### Stored data
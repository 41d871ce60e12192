use serde::{Deserialize, Serialize};
use smol_str::SmolStr;

use crate::error::{Error, Result};

/// Lifetime of a client assertion, in seconds.
pub const ASSERTION_LIFETIME_SECS: i64 = 300;

/// Registered claims of a `private_key_jwt` client assertion.
///
/// <https://datatracker.ietf.org/doc/html/rfc7523#section-3>
#[derive(Clone, Debug, PartialEq, Eq, Serialize, Deserialize)]
pub struct ClientAssertionClaims {
    pub iss: SmolStr,
    pub sub: SmolStr,
    pub aud: SmolStr,
    pub iat: i64,
    pub exp: i64,
    pub jti: SmolStr,
}

impl ClientAssertionClaims {
    /// Claims for `client_id` asserting itself to `audience`, valid for
    /// [`ASSERTION_LIFETIME_SECS`] from `issued_at`.
    ///
    /// Fails with [`Error::IssuedAtOutOfRange`] when `exp` would not fit in an
    /// `i64`.
    pub fn new(
        client_id: impl Into<SmolStr>,
        audience: impl Into<SmolStr>,
        issued_at: i64,
        jti: impl Into<SmolStr>,
    ) -> Result<Self> {
        let exp = issued_at
            .checked_add(ASSERTION_LIFETIME_SECS)
            .ok_or(Error::IssuedAtOutOfRange { issued_at })?;
        let client_id = client_id.into();
        Ok(Self {
            iss: client_id.clone(),
            sub: client_id,
            aud: audience.into(),
            iat: issued_at,
            exp,
            jti: jti.into(),
        })
    }
}

#[cfg(test)]
mod tests {
    use super::*;

    #[test]
    fn issuer_and_subject_are_client_id() {
        let claims = ClientAssertionClaims::new("C", "https://x.example/v1/oauth2/token", 1_000, "j")
            .unwrap();
        assert_eq!(claims.iss, "C");
        assert_eq!(claims.sub, "C");
        assert_eq!(claims.exp - claims.iat, ASSERTION_LIFETIME_SECS);
    }

    #[test]
    fn claim_order_on_the_wire() {
        let claims = ClientAssertionClaims::new("C", "aud", 10, "id").unwrap();
        assert_eq!(
            serde_json::to_string(&claims).unwrap(),
            r#"{"iss":"C","sub":"C","aud":"aud","iat":10,"exp":310,"jti":"id"}"#
        );
    }

    #[test]
    fn issue_time_near_i64_max_is_rejected() {
        let err = ClientAssertionClaims::new("C", "aud", i64::MAX, "id").unwrap_err();
        assert!(matches!(err, Error::IssuedAtOutOfRange { issued_at } if issued_at == i64::MAX));
        let err = ClientAssertionClaims::new("C", "aud", i64::MAX - 299, "id").unwrap_err();
        assert!(matches!(err, Error::IssuedAtOutOfRange { .. }));
        let claims = ClientAssertionClaims::new("C", "aud", i64::MAX - 300, "id").unwrap();
        assert_eq!(claims.exp, i64::MAX);
    }
}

### EXERCISE REQUIREMENTS
Reproduce the records above exactly as they appear.

### ANSWER BOX
repository 41d871ce60e12192
use serde::{Deserialize, Serialize};
use smol_str::SmolStr;

use crate::error::{Error, Result};

/// Lifetime of a client assertion, in seconds.
pub const ASSERTION_LIFETIME_SECS: i64 = 300;

/// Registered claims of a `private_key_jwt` client assertion.
///
/// <https://datatracker.ietf.org/doc/html/rfc7523#section-3>
#[derive(Clone, Debug, PartialEq, Eq, Serialize, Deserialize)]
pub struct ClientAssertionClaims {
    pub iss: SmolStr,
    pub sub: SmolStr,
    pub aud: SmolStr,
    pub iat: i64,
    pub exp: i64,
    pub jti: SmolStr,
}

impl ClientAssertionClaims {
    /// Claims for `client_id` asserting itself to `audience`, valid for
    /// [`ASSERTION_LIFETIME_SECS`] from `issued_at`.
    ///
    /// Fails with [`Error::IssuedAtOutOfRange`] when `exp` would not fit in an
    /// `i64`.
    pub fn new(
        client_id: impl Into<SmolStr>,
        audience: impl Into<SmolStr>,
        issued_at: i64,
        jti: impl Into<SmolStr>,
    ) -> Result<Self> {
        let exp = issued_at
            .checked_add(ASSERTION_LIFETIME_SECS)
            .ok_or(Error::IssuedAtOutOfRange { issued_at })?;
        let client_id = client_id.into();
        Ok(Self {
            iss: client_id.clone(),
            sub: client_id,
            aud: audience.into(),
            iat: issued_at,
            exp,
            jti: jti.into(),
        })
    }
}

#[cfg(test)]
mod tests {
    use super::*;

    #[test]
    fn issuer_and_subject_are_client_id() {
        let claims = ClientAssertionClaims::new("C", "https://x.example/v1/oauth2/token", 1_000, "j")
            .unwrap();
        assert_eq!(claims.iss, "C");
        assert_eq!(claims.sub, "C");
        assert_eq!(claims.exp - claims.iat, ASSERTION_LIFETIME_SECS);
    }

    #[test]
    fn claim_order_on_the_wire() {
        let claims = ClientAssertionClaims::new("C", "aud", 10, "id").unwrap();
        assert_eq!(
            serde_json::to_string(&claims).unwrap(),
            r#"{"iss":"C","sub":"C","aud":"aud","iat":10,"exp":310,"jti":"id"}"#
        );
    }

    #[test]
    fn issue_time_near_i64_max_is_rejected() {
        let err = ClientAssertionClaims::new("C", "aud", i64::MAX, "id").unwrap_err();
        assert!(matches!(err, Error::IssuedAtOutOfRange { issued_at } if issued_at == i64::MAX));
        let err = ClientAssertionClaims::new("C", "aud", i64::MAX - 299, "id").unwrap_err();
        assert!(matches!(err, Error::IssuedAtOutOfRange { .. }));
        let claims = ClientAssertionClaims::new("C", "aud", i64::MAX - 300, "id").unwrap();
        assert_eq!(claims.exp, i64::MAX);
    }
}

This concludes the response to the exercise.